Demain, on entendra applaudir le bon Shuck Norris lorsqu'il terrasse ses méchants adversaires, siffler le juge qui prend partie pour les «Frères Dalton», huer Sue Ellen, l'épouse infidèle de «Dallas», prier pour le «Titanic» en détresse, sangloter sur la fin de Roméo et Juliette...
Et tout cela pour guider le spectateur. Pour le plaisir du spectateur. Pour que le spectacle soit complet.
Le spectateur, devant son petit écran, vibrera à chaque action, comme s'il était sur les gradins d'un stade de football ou d'un ring de boxe, au milieu de la foule, dans laquelle il perd son identité et se défoule... On fera tout pour l'y aider. Les professionnels du cinéma et de la télévision devraient un jour penser à récompenser cette nouvelle catégorie d'employés du 7ème art sans laquelle beaucoup de sociétés de production feraient faillite.

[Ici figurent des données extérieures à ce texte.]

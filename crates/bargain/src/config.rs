//! Lifecycle manager configuration.

use execution_core::JitterRange;
use rust_decimal::Decimal;
use std::time::Duration;

/// Configuration of one [`Bargain`](crate::Bargain) instance.
#[derive(Debug, Clone, PartialEq)]
pub struct BargainConfig {
    /// Symbol orders are placed and closed on.
    pub symbol: String,

    /// Prefix of every client order id this bot issues.
    pub order_id_prefix: String,

    /// Contracts included in the portfolio delta.
    pub contracts: Vec<String>,

    /// Default window of [`Bargain::find_recent_by_key`](crate::Bargain::find_recent_by_key).
    pub recent_window: Duration,

    /// Bounds of the randomized reference price refresh interval.
    pub ref_price_jitter: JitterRange,

    /// Price views are rounded to this tick when the venue reports none.
    pub tick_size: Decimal,

    /// Return `MalformedExecutionBatch` instead of dropping minority-shaped
    /// execution rows.
    pub strict_execution_batches: bool,
}

impl Default for BargainConfig {
    fn default() -> Self {
        Self {
            symbol: "XBTUSD".to_string(),
            order_id_prefix: "mlk_".to_string(),
            contracts: vec!["XBTUSD".to_string()],
            recent_window: Duration::from_secs(30),
            ref_price_jitter: JitterRange::default(),
            tick_size: Decimal::new(5, 1), // 0.5
            strict_execution_batches: false,
        }
    }
}

impl BargainConfig {
    /// Create a config with all default values.
    pub fn new() -> Self {
        Self::default()
    }

    /// Load overrides from `BARGAIN_SYMBOL`, `BARGAIN_ORDER_ID_PREFIX`,
    /// `BARGAIN_CONTRACTS` (comma separated), `BARGAIN_TICK_SIZE` and
    /// `BARGAIN_STRICT_EXECUTIONS`.
    ///
    /// Unset or unparsable values keep their defaults.
    pub fn from_env() -> Self {
        let mut config = Self::default();

        if let Ok(symbol) = std::env::var("BARGAIN_SYMBOL") {
            if !symbol.trim().is_empty() {
                config.symbol = symbol.trim().to_string();
            }
        }

        if let Ok(prefix) = std::env::var("BARGAIN_ORDER_ID_PREFIX") {
            config.order_id_prefix = prefix;
        }

        if let Ok(contracts) = std::env::var("BARGAIN_CONTRACTS") {
            let contracts = parse_contracts(&contracts);
            if !contracts.is_empty() {
                config.contracts = contracts;
            }
        }

        if let Some(tick) = std::env::var("BARGAIN_TICK_SIZE")
            .ok()
            .and_then(|v| parse_tick_size(&v))
        {
            config.tick_size = tick;
        }

        if let Some(strict) = std::env::var("BARGAIN_STRICT_EXECUTIONS")
            .ok()
            .and_then(|v| v.parse::<bool>().ok())
        {
            config.strict_execution_batches = strict;
        }

        config
    }

    /// Builder method to set the traded symbol.
    pub fn with_symbol(mut self, symbol: impl Into<String>) -> Self {
        self.symbol = symbol.into();
        self
    }

    /// Builder method to set the client order id prefix.
    pub fn with_order_id_prefix(mut self, prefix: impl Into<String>) -> Self {
        self.order_id_prefix = prefix.into();
        self
    }

    /// Builder method to set the portfolio contracts.
    pub fn with_contracts(mut self, contracts: Vec<String>) -> Self {
        self.contracts = contracts;
        self
    }

    /// Builder method to set the recent correlation window.
    pub fn with_recent_window(mut self, window: Duration) -> Self {
        self.recent_window = window;
        self
    }

    /// Builder method to set the reference price jitter.
    pub fn with_ref_price_jitter(mut self, jitter: JitterRange) -> Self {
        self.ref_price_jitter = jitter;
        self
    }

    /// Builder method to set the price tick.
    pub fn with_tick_size(mut self, tick_size: Decimal) -> Self {
        self.tick_size = tick_size;
        self
    }

    /// Builder method to enable/disable strict execution batches.
    pub fn with_strict_execution_batches(mut self, strict: bool) -> Self {
        self.strict_execution_batches = strict;
        self
    }
}

fn parse_contracts(list: &str) -> Vec<String> {
    list.split(',')
        .map(str::trim)
        .filter(|s| !s.is_empty())
        .map(str::to_string)
        .collect()
}

fn parse_tick_size(value: &str) -> Option<Decimal> {
    value
        .trim()
        .parse::<Decimal>()
        .ok()
        .filter(|tick| *tick > Decimal::ZERO)
}

#[cfg(test)]
mod tests {
    use super::*;
    use rust_decimal_macros::dec;

    #[test]
    fn test_defaults() {
        let config = BargainConfig::default();
        assert_eq!(config.symbol, "XBTUSD");
        assert_eq!(config.order_id_prefix, "mlk_");
        assert_eq!(config.contracts, vec!["XBTUSD".to_string()]);
        assert_eq!(config.recent_window, Duration::from_secs(30));
        assert_eq!(config.ref_price_jitter.min, Duration::from_secs(2));
        assert_eq!(config.ref_price_jitter.max, Duration::from_secs(8));
        assert_eq!(config.tick_size, dec!(0.5));
        assert!(!config.strict_execution_batches);
    }

    #[test]
    fn test_parse_contracts() {
        assert_eq!(
            parse_contracts(" XBTUSD, ETHUSD ,,"),
            vec!["XBTUSD".to_string(), "ETHUSD".to_string()]
        );
        assert!(parse_contracts("").is_empty());
    }

    #[test]
    fn test_parse_tick_size() {
        assert_eq!(parse_tick_size(" 0.01 "), Some(dec!(0.01)));
        assert_eq!(parse_tick_size("0"), None);
        assert_eq!(parse_tick_size("-0.5"), None);
        assert_eq!(parse_tick_size("half"), None);
    }

    #[test]
    fn test_builders() {
        let config = BargainConfig::new()
            .with_symbol("ETHUSD")
            .with_order_id_prefix("bot_")
            .with_contracts(vec!["ETHUSD".into()])
            .with_tick_size(dec!(0.05))
            .with_strict_execution_batches(true);

        assert_eq!(config.symbol, "ETHUSD");
        assert_eq!(config.order_id_prefix, "bot_");
        assert_eq!(config.tick_size, dec!(0.05));
        assert!(config.strict_execution_batches);
    }
}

Ces rieurs qui nous enchantent, nous captivent, nous ensorcellent Il y aura un jour, parmi les prix dédiés à la production télévisuelle, une récompense pour le meilleur rire. On l'appellerait-le «Gabriel», non parce que cela vient du nom du saint patron des hommes de la télévision, mais parce que dans le mot «Gabriel» il y a la syllabe «ri»...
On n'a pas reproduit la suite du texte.